Action item.
From the entries below, transcribe exactly the lines between the line holding "pub struct LlmJudge" and the line holding "instead of erroring", inclusive; skip all other lines.

Entries provided.
• • •

//! Scoring core for prompt-engineering challenge submissions.
//!
//! A single-shot submission is scored by three signals run concurrently:
//! rule-based [`verifiers`], an LLM [`judge`] and [`embedding`] similarity to
//! the challenge. The [`orchestrator`] combines them into a composite with a
//! critical-goal gate. Chat transcripts go through [`conversation`] instead.

pub mod config;
pub mod conversation;
pub mod embedding;
pub mod error;
pub mod judge;
pub mod models;
pub mod orchestrator;
pub mod output;
pub mod registry;
pub mod retry;
pub mod verifiers;

#[cfg(test)]
mod testing;

pub use config::Config;
pub use conversation::ConversationScorer;
pub use error::{EmbeddingError, ProviderError, ScoringError};
pub use orchestrator::{Orchestrator, VerificationRequest};
pub use registry::{VerifierRegistry, route};
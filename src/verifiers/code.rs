use async_trait::async_trait;
use once_cell::sync::Lazy;
use regex::Regex;
use serde_json::json;

use super::alignment::{KeywordRules, goal_alignment};
use super::{Verifier, VerifierContext, check, score_checks};
use crate::models::{VerifierResult, VerifierType};

const MIN_NON_WHITESPACE: usize = 20;
const MIN_ALIGNMENT: f64 = 50.0;

const RULES: KeywordRules = KeywordRules {
    min_exclusive_len: 3,
    stopwords: &[
        "that", "this", "with", "from", "should", "must", "have", "will", "into", "each", "when",
        "then", "than", "which", "their", "your", "code", "function",
    ],
};

// Functions, classes, loops, conditionals and declarations across common languages.
static CODE_PATTERNS: Lazy<Vec<Regex>> = Lazy::new(|| {
    [
        r"\bfunction\s*\w*\s*\(",
        r"\(\s*[\w\s,]*\)\s*=>",
        r"\bdef\s+\w+\s*\(",
        r"\bfn\s+\w+",
        r"\bfunc\s+\w+",
        r"\bclass\s+\w+",
        r"\b(for|while)\s*\(",
        r"\bfor\s+\w+\s+in\b",
        r"\bif\s*\(",
        r"\bif\s+.+:",
        r"\b(const|let|var)\s+\w+\s*=",
        r"\b(public|private|protected|static)\s+\w+",
        r"\b(int|float|double|char|void|bool|string)\s+\w+\s*[=(;]",
        r"#include\s*<",
        r"\bimport\s+[\w{]",
        r"\b(SELECT|INSERT|UPDATE|DELETE)\b.+\b(FROM|INTO|SET)\b",
    ]
    .iter()
    .map(|pattern| Regex::new(pattern).expect("invalid code pattern"))
    .collect()
});

/// Checks that a submission looks like working source code
pub struct CodeVerifier;

impl CodeVerifier {
    fn brackets_balanced(output: &str) -> bool {
        let mut stack = Vec::new();
        for c in output.chars() {
            match c {
                '(' | '[' | '{' => stack.push(c),
                ')' | ']' | '}' => {
                    let expected = match c {
                        ')' => '(',
                        ']' => '[',
                        _ => '{',
                    };
                    if stack.pop() != Some(expected) {
                        return false;
                    }
                }
                _ => {}
            }
        }
        stack.is_empty()
    }

    fn has_code_construct(output: &str) -> bool {
        CODE_PATTERNS.iter().any(|pattern| pattern.is_match(output))
    }
}

#[async_trait]
impl Verifier for CodeVerifier {
    fn kind(&self) -> VerifierType {
        VerifierType::Code
    }

    async fn verify(&self, context: &VerifierContext) -> VerifierResult {
        let output = context.output.as_str();
        let has_content = !output.trim().is_empty();
        let balanced = Self::brackets_balanced(output);
        let has_construct = Self::has_code_construct(output);
        let alignment = goal_alignment(&context.challenge_goals, output, &RULES);
        let substantive = output.chars().filter(|c| !c.is_whitespace()).count();

        let checks = vec![
            check("has_content", has_content, "Output is not empty"),
            check("balanced_brackets", balanced, "Brackets, braces and parentheses are balanced"),
            check(
                "has_code_construct",
                has_construct,
                "Contains a function, class, loop, conditional or declaration",
            ),
            check(
                "goal_alignment",
                alignment.percent >= MIN_ALIGNMENT,
                format!("{}/{} goals addressed", alignment.matched, alignment.total),
            ),
            check(
                "min_length",
                substantive >= MIN_NON_WHITESPACE,
                format!("{} non-whitespace characters", substantive),
            ),
        ];

        score_checks(
            VerifierType::Code,
            checks,
            json!({
                "goalAlignment": alignment,
                "nonWhitespaceChars": substantive,
                "submissionType": context.submission_type,
            }),
        )
    }
}
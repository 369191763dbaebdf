use async_trait::async_trait;
use once_cell::sync::Lazy;
use regex::Regex;
use serde_json::json;

use super::alignment::{KeywordRules, goal_alignment};
use super::{Verifier, VerifierContext, check, score_checks};
use crate::models::{VerifierResult, VerifierType};

const MIN_LENGTH: usize = 20;
const MIN_ALIGNMENT: f64 = 40.0;

const RULES: KeywordRules = KeywordRules {
    min_exclusive_len: 3,
    stopwords: &[
        "that", "this", "with", "from", "should", "must", "have", "will", "image", "video",
        "picture", "their", "your",
    ],
};

static MEDIA_PATTERNS: Lazy<Vec<Regex>> = Lazy::new(|| {
    [
        r"https?://\S+",
        r"data:(image|video)/[a-zA-Z0-9.+-]+;base64,",
        r"(?i)\.(png|jpe?g|gif|webp|svg|bmp|tiff?|mp4|webm|mov|avi|mkv|mp3|wav|ogg)\b",
        r#""(url|src|data)"\s*:"#,
    ]
    .iter()
    .map(|pattern| Regex::new(pattern).expect("invalid media pattern"))
    .collect()
});

/// Checks image, video and other media submissions
pub struct MultimodalVerifier;

impl MultimodalVerifier {
    fn has_media_marker(output: &str) -> bool {
        MEDIA_PATTERNS.iter().any(|pattern| pattern.is_match(output))
    }

    /// JSON-looking output must parse; anything else only needs length.
    fn structurally_valid(output: &str) -> (bool, &'static str) {
        let trimmed = output.trim();
        if trimmed.starts_with('{') || trimmed.starts_with('[') {
            match serde_json::from_str::<serde_json::Value>(trimmed) {
                Ok(_) => (true, "Valid JSON payload"),
                Err(_) => (false, "Output looks like JSON but does not parse"),
            }
        } else {
            (
                trimmed.chars().count() >= MIN_LENGTH,
                "Plain output of sufficient length",
            )
        }
    }
}

#[async_trait]
impl Verifier for MultimodalVerifier {
    fn kind(&self) -> VerifierType {
        VerifierType::Multimodal
    }

    async fn verify(&self, context: &VerifierContext) -> VerifierResult {
        let output = context.output.as_str();
        let trimmed_len = output.trim().chars().count();
        let has_media = Self::has_media_marker(output);
        let alignment = goal_alignment(&context.challenge_goals, output, &RULES);
        let (valid, structure_message) = Self::structurally_valid(output);

        let checks = vec![
            check("has_content", trimmed_len > 0, "Output is not empty"),
            check(
                "has_media_reference",
                has_media,
                "Contains a URL, data URI, media file or media JSON key",
            ),
            check(
                "min_length",
                trimmed_len >= MIN_LENGTH,
                format!("{} characters", trimmed_len),
            ),
            check(
                "goal_alignment",
                alignment.percent >= MIN_ALIGNMENT,
                format!("{}/{} goals addressed", alignment.matched, alignment.total),
            ),
            check("valid_structure", valid, structure_message),
        ];

        score_checks(
            VerifierType::Multimodal,
            checks,
            json!({
                "goalAlignment": alignment,
                "characters": trimmed_len,
                "submissionType": context.submission_type,
            }),
        )
    }
}
//! LLM-as-judge structured evaluation.

use anyhow::Context;
use async_openai::{
    Client,
    config::OpenAIConfig,
    types::{
        ChatCompletionRequestSystemMessageArgs, ChatCompletionRequestUserMessageArgs,
        CreateChatCompletionRequest, CreateChatCompletionRequestArgs, ResponseFormat,
        ResponseFormatJsonSchema,
    },
};
use async_trait::async_trait;
use serde_json::{Value, json};
use std::collections::HashMap;
use std::fmt;
use std::sync::Arc;
use std::time::{Duration, Instant};
use tokio::sync::Mutex;
use tokio::time::sleep;
use tracing::{debug, warn};

use crate::config::{JudgeConfig, openai_client};
use crate::error::{ProviderError, ScoringError};
use crate::models::{
    ChallengeContext, ConversationMessage, Dimensions, GoalScore, JudgeResult, Role,
};
use crate::retry::{RetryPolicy, with_retry};

pub const JUDGE_SYSTEM_PROMPT: &str = "You are a strict but fair judge for an AI prompting practice platform. \
Evaluate how well a submission satisfies each challenge goal. Respond only with JSON matching the provided schema.";

/// Generative model that can answer with schema-constrained JSON
#[async_trait]
pub trait ChatProvider: Send + Sync {
    fn model(&self) -> &str;

    /// Returns the raw text of the model's reply.
    async fn complete_structured(
        &self,
        system: &str,
        user: &str,
        schema: &Value,
    ) -> Result<String, ProviderError>;
}

/// Chat provider for any OpenAI-compatible endpoint, with rate limiting
pub struct OpenAiChatProvider {
    client: Client<OpenAIConfig>,
    config: JudgeConfig,
    policy: RetryPolicy,
    /// Last request time, held across the rate-limit sleep
    last_request: Mutex<Option<Instant>>,
}

impl OpenAiChatProvider {
    /// Create the provider, reading the API key from the configured environment variable
    pub fn from_config(config: &JudgeConfig) -> Result<Self, ProviderError> {
        let client = openai_client(
            &config.api_endpoint,
            &config.env_var_api_key,
            config.timeout_secs,
        )?;

        Ok(Self::new(client, config.clone()))
    }

    pub fn new(client: Client<OpenAIConfig>, config: JudgeConfig) -> Self {
        Self {
            client,
            policy: config.retry_policy(),
            config,
            last_request: Mutex::new(None),
        }
    }

    pub fn with_retry_policy(mut self, policy: RetryPolicy) -> Self {
        self.policy = policy;
        self
    }

    /// Enforce rate limiting for API requests
    async fn enforce_rate_limit(last_request: &mut Option<Instant>, rate_limit_rps: f64) {
        if rate_limit_rps <= 0.0 {
            return;
        }

        let min_interval = Duration::from_secs_f64(1.0 / rate_limit_rps);

        if let Some(last_time) = *last_request {
            let elapsed = last_time.elapsed();
            if elapsed < min_interval {
                sleep(min_interval - elapsed).await;
            }
        }

        *last_request = Some(Instant::now());
    }

    /// Build the structured-output chat completion request
    fn build_request(
        &self,
        system: &str,
        user: &str,
        schema: &Value,
    ) -> anyhow::Result<CreateChatCompletionRequest> {
        let system_message = ChatCompletionRequestSystemMessageArgs::default()
            .content(system.to_string())
            .build()
            .context("Failed to build judge system message")?
            .into();

        let user_message = ChatCompletionRequestUserMessageArgs::default()
            .content(user.to_string())
            .build()
            .context("Failed to build judge user message")?
            .into();

        CreateChatCompletionRequestArgs::default()
            .model(&self.config.model)
            .messages([system_message, user_message])
            .temperature(self.config.temperature as f32)
            .max_tokens(self.config.max_tokens)
            .response_format(ResponseFormat::JsonSchema {
                json_schema: ResponseFormatJsonSchema {
                    description: Some("Per-goal evaluation of a challenge submission".to_string()),
                    name: "submission_evaluation".to_string(),
                    schema: Some(schema.clone()),
                    strict: Some(false),
                },
            })
            .build()
            .context("Failed to build judge completion request")
    }

    async fn request(&self, request: CreateChatCompletionRequest) -> Result<String, ProviderError> {
        {
            let mut last_request = self.last_request.lock().await;
            Self::enforce_rate_limit(&mut *last_request, self.config.rate_limit_rps).await;
        }

        let response = self
            .client
            .chat()
            .create(request)
            .await
            .map_err(|e| ProviderError::from_openai("judge", e))?;

        response
            .choices
            .into_iter()
            .next()
            .and_then(|choice| choice.message.content)
            .filter(|content| !content.trim().is_empty())
            .ok_or(ProviderError::EmptyResponse {
                operation: "judge".to_string(),
            })
    }
}

#[async_trait]
impl ChatProvider for OpenAiChatProvider {
    fn model(&self) -> &str {
        &self.config.model
    }

    async fn complete_structured(
        &self,
        system: &str,
        user: &str,
        schema: &Value,
    ) -> Result<String, ProviderError> {
        let request = self
            .build_request(system, user, schema)
            .map_err(|e| ProviderError::Rejected {
                operation: "judge".to_string(),
                message: format!("{:#}", e),
            })?;

        debug!(model = %self.config.model, "requesting judge evaluation");
        with_retry(&self.policy, "judge", || self.request(request.clone())).await
    }
}

/// Parsed structured reply from the judge
#[derive(Debug, Clone, PartialEq)]
pub struct JudgeEvaluation {
    pub model: String,
    pub composite_score: u8,
    pub per_goal: Option<Vec<GoalScore>>,
    pub dimensions: Dimensions,
    pub explanations: HashMap<String, String>,
}

pub struct LlmJudge {
    provider: Arc<dyn ChatProvider>,
}

impl LlmJudge {
    pub fn new(provider: Arc<dyn ChatProvider>) -> Self {
        Self { provider }
    }

    pub fn model(&self) -> &str {
        self.provider.model()
    }

    /// Judge a transcript against the challenge goals
    pub async fn evaluate(
        &self,
        challenge: &ChallengeContext,
        conversation: &[ConversationMessage],
    ) -> Result<JudgeEvaluation, ScoringError> {
        let prompt = build_judge_prompt(challenge, conversation);
        let raw = self
            .provider
            .complete_structured(JUDGE_SYSTEM_PROMPT, &prompt, &evaluation_schema())
            .await?;

        parse_evaluation(&raw, self.model())
    }

    /// Judge a single output; failures degrade to a placeholder instead of erroring
    pub async fn judge_output(&self, challenge: &ChallengeContext, output: &str) -> JudgeResult {
        let conversation = synthetic_exchange(challenge, output);
        match self.evaluate(challenge, &conversation).await {
            Ok(evaluation) => JudgeResult {
                model: evaluation.model,
                composite_score: evaluation.composite_score,
                per_goal: evaluation.per_goal,
                available: true,
            },
            Err(e) => {
                warn!(challenge_id = challenge.id, error = %e, "judge unavailable, degrading signal");
                JudgeResult::degraded()
            }
        }
    }
}

/// Wrap a single output as a two-turn exchange with the output as the user turn
pub fn synthetic_exchange(challenge: &ChallengeContext, output: &str) -> Vec<ConversationMessage> {
    vec![
        ConversationMessage::new(
            Role::Assistant,
            format!("Challenge: {}\n\n{}", challenge.title, challenge.description),
        ),
        ConversationMessage::new(Role::User, output),
    ]
}

/// Build the judge prompt: task, enumerated goals, then the transcript
pub fn build_judge_prompt(challenge: &ChallengeContext, conversation: &[ConversationMessage]) -> String {
    JudgePrompt {
        challenge,
        conversation,
    }
    .to_string()
}

struct JudgePrompt<'a> {
    challenge: &'a ChallengeContext,
    conversation: &'a [ConversationMessage],
}

impl fmt::Display for JudgePrompt<'_> {
    fn fmt(&self, f: &mut fmt::Formatter<'_>) -> fmt::Result {
        let challenge = self.challenge;
        writeln!(f, "Challenge: {}", challenge.title)?;
        writeln!(f, "Description: {}", challenge.description)?;
        if let Some(difficulty) = &challenge.difficulty {
            writeln!(f, "Difficulty: {}", difficulty)?;
        }
        if let Some(category) = &challenge.category {
            writeln!(f, "Category: {}", category)?;
        }

        writeln!(f, "\nGoals:")?;
        if challenge.goals.is_empty() {
            writeln!(f, "None specified. Judge the submission against the description.")?;
        }
        for (i, goal) in challenge.goals.iter().enumerate() {
            writeln!(
                f,
                "{}. [id: {}] {} (weight: {}, critical: {})",
                i + 1,
                goal.id,
                goal.title,
                goal.weight,
                if goal.critical { "yes" } else { "no" }
            )?;
            writeln!(f, "   Criteria: {}", goal.criteria)?;
        }

        writeln!(f, "\nSubmission:")?;
        for message in self.conversation {
            writeln!(f, "[{}]: {}", message.role, message.content)?;
        }

        write!(
            f,
            "\nScore each goal from 0 to 100 using its id as goalId, and set met to true only when the \
             criteria are fully satisfied. Critical goals are must-have requirements. Also score the \
             dimensions clarity, outputQuality, messageCount and characterLength from 0 to 100, and \
             give an overall compositeScore from 0 to 100."
        )
    }
}

/// JSON schema the judge reply must follow
pub fn evaluation_schema() -> Value {
    let score = json!({ "type": "integer", "minimum": 0, "maximum": 100 });
    json!({
        "type": "object",
        "properties": {
            "compositeScore": score,
            "perGoal": {
                "type": "array",
                "items": {
                    "type": "object",
                    "properties": {
                        "goalId": { "type": "string" },
                        "title": { "type": "string" },
                        "score": score,
                        "met": { "type": "boolean" },
                        "explanation": { "type": "string" }
                    },
                    "required": ["goalId", "title", "score"]
                }
            },
            "dimensions": {
                "type": "object",
                "properties": {
                    "messageCount": score,
                    "clarity": score,
                    "characterLength": score,
                    "outputQuality": score
                }
            },
            "explanations": {
                "type": "object",
                "additionalProperties": { "type": "string" }
            }
        },
        "required": ["compositeScore", "dimensions"]
    })
}

/// Parse the judge reply into a [`JudgeEvaluation`]
pub fn parse_evaluation(response: &str, model: &str) -> Result<JudgeEvaluation, ScoringError> {
    let parsed = parse_json_response(response)?;

    let composite_score = parsed
        .get("compositeScore")
        .and_then(score_value)
        .ok_or_else(|| ScoringError::Parse {
            reason: "missing numeric compositeScore".to_string(),
        })?;

    Ok(JudgeEvaluation {
        model: model.to_string(),
        composite_score,
        per_goal: extract_per_goal(&parsed),
        dimensions: extract_dimensions(&parsed),
        explanations: extract_explanations(&parsed),
    })
}

/// Parse JSON from the response, handling embedded JSON
fn parse_json_response(response: &str) -> Result<Value, ScoringError> {
    match serde_json::from_str(response) {
        Ok(parsed) => Ok(parsed),
        Err(_) => try_extract_embedded_json(response),
    }
}

/// Try to extract JSON that might be embedded in text
fn try_extract_embedded_json(response: &str) -> Result<Value, ScoringError> {
    let reason = match (response.find('{'), response.rfind('}')) {
        (Some(start), Some(end)) if start < end => {
            return serde_json::from_str(&response[start..=end]).map_err(|e| ScoringError::Parse {
                reason: format!("extracted JSON is invalid: {}", e),
            });
        }
        (Some(_), _) => "found opening brace but no closing brace in response",
        (None, _) => "no JSON found in response",
    };
    Err(ScoringError::Parse {
        reason: reason.to_string(),
    })
}

fn score_value(value: &Value) -> Option<u8> {
    value
        .as_f64()
        .map(|score| score.clamp(0.0, 100.0).round() as u8)
}

fn extract_per_goal(parsed: &Value) -> Option<Vec<GoalScore>> {
    let entries = parsed.get("perGoal")?.as_array()?;
    let goals = entries
        .iter()
        .filter_map(|entry| {
            let goal_id = match entry.get("goalId")? {
                Value::String(id) => id.clone(),
                Value::Number(id) => id.to_string(),
                _ => return None,
            };
            Some(GoalScore {
                title: entry
                    .get("title")
                    .and_then(Value::as_str)
                    .unwrap_or(&goal_id)
                    .to_string(),
                score: entry.get("score").and_then(score_value).unwrap_or(0),
                met: entry.get("met").and_then(Value::as_bool),
                explanation: entry
                    .get("explanation")
                    .and_then(Value::as_str)
                    .map(str::to_string),
                goal_id,
            })
        })
        .collect();
    Some(goals)
}

fn extract_dimensions(parsed: &Value) -> Dimensions {
    let Some(dimensions) = parsed.get("dimensions") else {
        return Dimensions::default();
    };
    let dimension = |name: &str| dimensions.get(name).and_then(score_value);

    Dimensions {
        message_count: dimension("messageCount"),
        clarity: dimension("clarity"),
        character_length: dimension("characterLength"),
        output_quality: dimension("outputQuality"),
    }
}

fn extract_explanations(parsed: &Value) -> HashMap<String, String> {
    match parsed.get("explanations").and_then(Value::as_object) {
        Some(explanations) => explanations
            .iter()
            .filter_map(|(key, value)| value.as_str().map(|text| (key.clone(), text.to_string())))
            .collect(),
        None => HashMap::new(),
    }
}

• • •

Task response.
pub struct LlmJudge {
    provider: Arc<dyn ChatProvider>,
}

impl LlmJudge {
    pub fn new(provider: Arc<dyn ChatProvider>) -> Self {
        Self { provider }
    }

    pub fn model(&self) -> &str {
        self.provider.model()
    }

    /// Judge a transcript against the challenge goals
    pub async fn evaluate(
        &self,
        challenge: &ChallengeContext,
        conversation: &[ConversationMessage],
    ) -> Result<JudgeEvaluation, ScoringError> {
        let prompt = build_judge_prompt(challenge, conversation);
        let raw = self
            .provider
            .complete_structured(JUDGE_SYSTEM_PROMPT, &prompt, &evaluation_schema())
            .await?;

        parse_evaluation(&raw, self.model())
    }

    /// Judge a single output; failures degrade to a placeholder instead of erroring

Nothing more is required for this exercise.